EXTRACTED INFORMATION: Begin

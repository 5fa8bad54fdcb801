//! Pipeline facade
//!
//! A [`Pipeline`] owns one store and its persistence settings. It is the
//! handle callers load sources through, take snapshots from, and save or
//! restore. In durable mode every change is flushed to the native file.

use crate::error::LoadResult;
use crate::loader::StagingLoader;
use crate::report::{LoadReport, LoadSummary};
use crate::source::{CsvSource, RecordSource};
use pd_core::{transformer_for, PipelineConfig, Relation};
use pd_db::{
    PersistenceManager, PortableSnapshot, ReferentialStore, RelationCounts, SnapshotFormat,
    StorageMode, StoreSnapshot,
};
use std::collections::BTreeMap;
use std::path::{Path, PathBuf};

/// Source file per relation
pub type SourceMap = BTreeMap<Relation, PathBuf>;

/// Store handle with loading and persistence
#[derive(Debug)]
pub struct Pipeline {
    store: ReferentialStore,
    persistence: PersistenceManager,
}

impl Pipeline {
    /// Create a pipeline with an empty store
    pub fn new(mode: StorageMode) -> Self {
        Self {
            store: ReferentialStore::new(),
            persistence: PersistenceManager::new(mode),
        }
    }

    /// Create a pipeline from configuration.
    ///
    /// Paths resolve against `root`. A durable store whose native file
    /// already exists starts with that file's rows.
    pub fn open(config: &PipelineConfig, root: &Path) -> LoadResult<Self> {
        config.validate()?;
        let mut pipeline = Self::new(StorageMode::from_config(&config.database, root));
        if pipeline.persistence.restore_durable(&mut pipeline.store)? {
            log::info!(
                "Opened durable store with {} rows",
                pipeline.store.counts().total()
            );
        }
        Ok(pipeline)
    }

    pub fn store(&self) -> &ReferentialStore {
        &self.store
    }

    pub fn mode(&self) -> &StorageMode {
        self.persistence.mode()
    }

    /// Load one relation from a CSV file
    pub async fn load_relation(&mut self, relation: Relation, path: &Path) -> LoadResult<LoadReport> {
        self.load_source(relation, &CsvSource::new(path)).await
    }

    /// Load one relation from any record source.
    ///
    /// An unreadable source fails before anything is inserted.
    pub async fn load_source(
        &mut self,
        relation: Relation,
        source: &dyn RecordSource,
    ) -> LoadResult<LoadReport> {
        let records = source.read_records().await?;
        let report = StagingLoader::new(&mut self.store).load(
            transformer_for(relation),
            &source.describe(),
            &records,
        );

        if report.inserted > 0 {
            self.persistence.flush(&self.store)?;
        }
        Ok(report)
    }

    /// Load every relation present in `sources`, parents first.
    ///
    /// Stops at the first fatal error; relations loaded before it keep
    /// their rows.
    pub async fn load_all(&mut self, sources: &SourceMap) -> LoadResult<LoadSummary> {
        let mut summary = LoadSummary::default();
        for relation in Relation::ALL {
            let Some(path) = sources.get(&relation) else {
                continue;
            };
            let report = self.load_relation(relation, path).await?;
            summary.push(report);
        }
        Ok(summary)
    }

    /// Load the sources named in `config`, resolved against `root`
    pub async fn load_configured(
        &mut self,
        config: &PipelineConfig,
        root: &Path,
    ) -> LoadResult<LoadSummary> {
        let sources: SourceMap = config.source_paths(root).into_iter().collect();
        self.load_all(&sources).await
    }

    /// Current row counts
    pub fn snapshot(&self) -> StoreSnapshot {
        StoreSnapshot::capture(&self.store)
    }

    /// Delete every row
    pub fn clear_all(&mut self) -> LoadResult<()> {
        self.store.clear_all();
        self.persistence.flush(&self.store)?;
        Ok(())
    }

    /// Delete every row of one relation.
    ///
    /// Clearing `results` also clears the relations that reference it, so
    /// the store never holds orphans.
    pub fn clear(&mut self, relation: Relation) -> LoadResult<()> {
        for dependent in Relation::DELETE_ORDER {
            if dependent.parent() == Some(relation) {
                log::info!("Clearing {} with its parent {}", dependent, relation);
                self.store.clear(dependent);
            }
        }
        self.store.clear(relation);
        self.persistence.flush(&self.store)?;
        Ok(())
    }

    /// Save the whole store to `path`
    pub async fn save(&self, path: &Path) -> LoadResult<SnapshotFormat> {
        Ok(self.persistence.save(&self.store, path)?)
    }

    /// Restore rows from `path`, detecting its format
    pub async fn load(&mut self, path: &Path) -> LoadResult<SnapshotFormat> {
        let format = self.persistence.load(&mut self.store, path)?;
        self.persistence.flush(&self.store)?;
        Ok(format)
    }

    /// The portable document for the current rows
    pub fn export(&self) -> PortableSnapshot {
        PortableSnapshot::export(&self.store)
    }

    /// Upsert every row of `doc`
    pub fn import(&mut self, doc: PortableSnapshot) -> LoadResult<RelationCounts> {
        let applied = doc.import_into(&mut self.store)?;
        self.persistence.flush(&self.store)?;
        Ok(applied)
    }
}

#[cfg(test)]
#[path = "pipeline_test.rs"]
mod tests;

EXTRACTED INFORMATION: End

[PROMPT] Repeat precisely the lines of the data starting at the one containing "never holds orphans.", last line included.

[EXPECTED ANSWER]
    /// the store never holds orphans.
    pub fn clear(&mut self, relation: Relation) -> LoadResult<()> {
        for dependent in Relation::DELETE_ORDER {
            if dependent.parent() == Some(relation) {
                log::info!("Clearing {} with its parent {}", dependent, relation);
                self.store.clear(dependent);
            }
        }
        self.store.clear(relation);
        self.persistence.flush(&self.store)?;
        Ok(())
    }

    /// Save the whole store to `path`
    pub async fn save(&self, path: &Path) -> LoadResult<SnapshotFormat> {
        Ok(self.persistence.save(&self.store, path)?)
    }

    /// Restore rows from `path`, detecting its format
    pub async fn load(&mut self, path: &Path) -> LoadResult<SnapshotFormat> {
        let format = self.persistence.load(&mut self.store, path)?;
        self.persistence.flush(&self.store)?;
        Ok(format)
    }

    /// The portable document for the current rows
    pub fn export(&self) -> PortableSnapshot {
        PortableSnapshot::export(&self.store)
    }

    /// Upsert every row of `doc`
    pub fn import(&mut self, doc: PortableSnapshot) -> LoadResult<RelationCounts> {
        let applied = doc.import_into(&mut self.store)?;
        self.persistence.flush(&self.store)?;
        Ok(applied)
    }
}

#[cfg(test)]
#[path = "pipeline_test.rs"]
mod tests;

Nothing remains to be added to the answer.